En se concentrant sur l’industrie de la Gestion de l’Expérience Client, ces deux groupes sont très facilement identifiables :
- Systèmes d’Enregistrement: Systèmes CRM, systèmes de feedback clients, systèmes CDP (Customer Data Platform), etc.
- Systèmes d’Engagement™: Les enquêtes, les plateformes d’évaluation, etc.
Cette organisation de la stack de logiciels d’entreprise a été mise à jour avec l’arrivée de l’IA et l’introduction d’un nouveau type de système : Systèmes d’Intelligence.

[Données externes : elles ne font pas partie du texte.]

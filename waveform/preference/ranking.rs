use serde::{Deserialize, Serialize};

use crate::{
    config::invalid,
    error::PreferenceError,
    features::{AudioFeature, FeatureSet},
    predictor::Prediction,
};

/// Popularity above which a track no longer counts as obscure.
pub const OBSCURE_POPULARITY_LIMIT: u8 = 70;

/// A track offered for ranking.
///
/// Catalog metadata is optional; a filter never rejects a track for
/// metadata it does not carry.
#[derive(Debug, Clone, PartialEq, Serialize, Deserialize)]
pub struct Candidate {
    /// Caller-side identifier (e.g. a catalog track id).
    pub id: String,
    /// Audio features of the track.
    pub features: FeatureSet,
    /// Primary artist name.
    #[serde(default, skip_serializing_if = "Option::is_none")]
    pub artist: Option<String>,
    /// Explicit-content flag.
    #[serde(default)]
    pub explicit: bool,
    /// Album release year.
    #[serde(default, skip_serializing_if = "Option::is_none")]
    pub release_year: Option<i32>,
    /// Catalog popularity, 0..=100.
    #[serde(default, skip_serializing_if = "Option::is_none")]
    pub popularity: Option<u8>,
}

impl Candidate {
    /// Creates a candidate without catalog metadata.
    #[must_use]
    pub fn new(id: impl Into<String>, features: FeatureSet) -> Self {
        Self {
            id: id.into(),
            features,
            artist: None,
            explicit: false,
            release_year: None,
            popularity: None,
        }
    }

    /// Sets the primary artist.
    #[must_use]
    pub fn with_artist(mut self, artist: impl Into<String>) -> Self {
        self.artist = Some(artist.into());
        self
    }

    /// Marks the track as explicit.
    #[must_use]
    pub const fn with_explicit(mut self, explicit: bool) -> Self {
        self.explicit = explicit;
        self
    }

    /// Sets the release year.
    #[must_use]
    pub const fn with_release_year(mut self, year: i32) -> Self {
        self.release_year = Some(year);
        self
    }

    /// Sets the catalog popularity.
    #[must_use]
    pub const fn with_popularity(mut self, popularity: u8) -> Self {
        self.popularity = Some(popularity);
        self
    }
}

/// Listener preferences a candidate must satisfy. Ranges are inclusive.
#[derive(Debug, Clone, PartialEq, Serialize, Deserialize)]
#[serde(default)]
pub struct ListeningFilters {
    /// Accepted energy range.
    pub energy_range: (f64, f64),
    /// Accepted tempo range in BPM.
    pub tempo_range: (f64, f64),
    /// Accepted release years.
    pub release_year_range: (i32, i32),
    /// Drop tracks flagged explicit.
    pub block_explicit: bool,
    /// Artists whose tracks are dropped (exact name match).
    pub blocked_artists: Vec<String>,
    /// Drop tracks more popular than [`OBSCURE_POPULARITY_LIMIT`].
    pub focus_obscure: bool,
}

impl Default for ListeningFilters {
    fn default() -> Self {
        Self {
            energy_range: (0.0, 1.0),
            tempo_range: (50.0, 200.0),
            release_year_range: (1970, 2025),
            block_explicit: false,
            blocked_artists: Vec::new(),
            focus_obscure: false,
        }
    }
}

impl ListeningFilters {
    /// Whether the candidate passes every filter. Energy and tempo read
    /// missing attributes as `0.0`.
    #[must_use]
    pub fn accepts(&self, candidate: &Candidate) -> bool {
        self.accepts_catalog(candidate) && self.accepts_audio(&candidate.features)
    }

    /// Whether energy and tempo fall in range.
    #[must_use]
    pub fn accepts_audio(&self, features: &FeatureSet) -> bool {
        within(self.energy_range, features.value(AudioFeature::Energy))
            && within(self.tempo_range, features.value(AudioFeature::Tempo))
    }

    fn accepts_catalog(&self, candidate: &Candidate) -> bool {
        if let Some(artist) = &candidate.artist {
            if self.blocked_artists.iter().any(|blocked| blocked == artist) {
                return false;
            }
        }
        if self.block_explicit && candidate.explicit {
            return false;
        }
        if let Some(year) = candidate.release_year {
            let (first, last) = self.release_year_range;
            if !(first..=last).contains(&year) {
                return false;
            }
        }
        !(self.focus_obscure
            && candidate
                .popularity
                .is_some_and(|popularity| popularity > OBSCURE_POPULARITY_LIMIT))
    }

    pub(crate) fn validate(&self) -> Result<(), PreferenceError> {
        for (name, (low, high)) in [
            ("energy_range", self.energy_range),
            ("tempo_range", self.tempo_range),
        ] {
            if !(low.is_finite() && high.is_finite() && low <= high) {
                return Err(invalid(format!(
                    "filters.{name} must be an ordered finite pair, got [{low}, {high}]"
                )));
            }
        }
        let (first, last) = self.release_year_range;
        if first > last {
            return Err(invalid(format!(
                "filters.release_year_range must be ordered, got [{first}, {last}]"
            )));
        }
        Ok(())
    }
}

fn within((low, high): (f64, f64), value: f64) -> bool {
    (low..=high).contains(&value)
}

/// A candidate with its prediction.
#[derive(Debug, Clone, PartialEq, Serialize, Deserialize)]
pub struct RankedTrack {
    /// Candidate identifier.
    pub id: String,
    /// Probability of a like.
    pub probability: f64,
    /// Explanation for the score.
    pub reason: String,
}

/// Drops filtered candidates, scores the rest and orders them by descending
/// probability. Equal scores keep their input order.
pub(crate) fn rank_with<F>(
    candidates: Vec<Candidate>,
    filters: &ListeningFilters,
    mut score: F,
) -> Vec<RankedTrack>
where
    F: FnMut(&FeatureSet) -> Prediction,
{
    let mut ranked: Vec<RankedTrack> = candidates
        .into_iter()
        .filter(|candidate| filters.accepts(candidate))
        .map(|candidate| {
            let prediction = score(&candidate.features);
            RankedTrack {
                id: candidate.id,
                probability: prediction.probability,
                reason: prediction.reason,
            }
        })
        .collect();
    ranked.sort_by(|a, b| b.probability.total_cmp(&a.probability));
    ranked
}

Les Systèmes d’Intelligence sont des logiciels qui ne se contentent pas d’analyser les enregistrements d’engagement, mais qui peuvent également remplacer des tâches cognitives et chronophages. Ils permettent de débloquer un nouveau niveau de productivité et d’utilisation des données existantes au sein de l’organisation.
L’Intelligence Client est un sous-ensemble des Systèmes d’Intelligence. Exploiter les dossiers et les engagements existants avec de puissants workflows d’IA qui permettent d’accélérer les cycles d’amélioration au sein de l’organisation et d’atteindre un nouveau niveau d’efficacité. Elle offre une analyse de niveau consultant en quelques minutes, identifie les irritants 24h/24 et 7j/7, automatise la synthèse des feedbacks, etc.
Définition de l’Intelligence Client
L’Intelligence Client est le processus de collecte, d’analyse et d’exploitation des données sur les clients afin d’améliorer la prise de décision et de personnaliser les interactions, dans le but ultime d’améliorer la satisfaction et la fidélité des clients, ainsi que les résultats de l’entreprise. Il s’agit de comprendre les comportements, les préférences et les besoins des clients à partir de diverses sources de données, notamment les données transactionnelles, démographiques et interactionnelles.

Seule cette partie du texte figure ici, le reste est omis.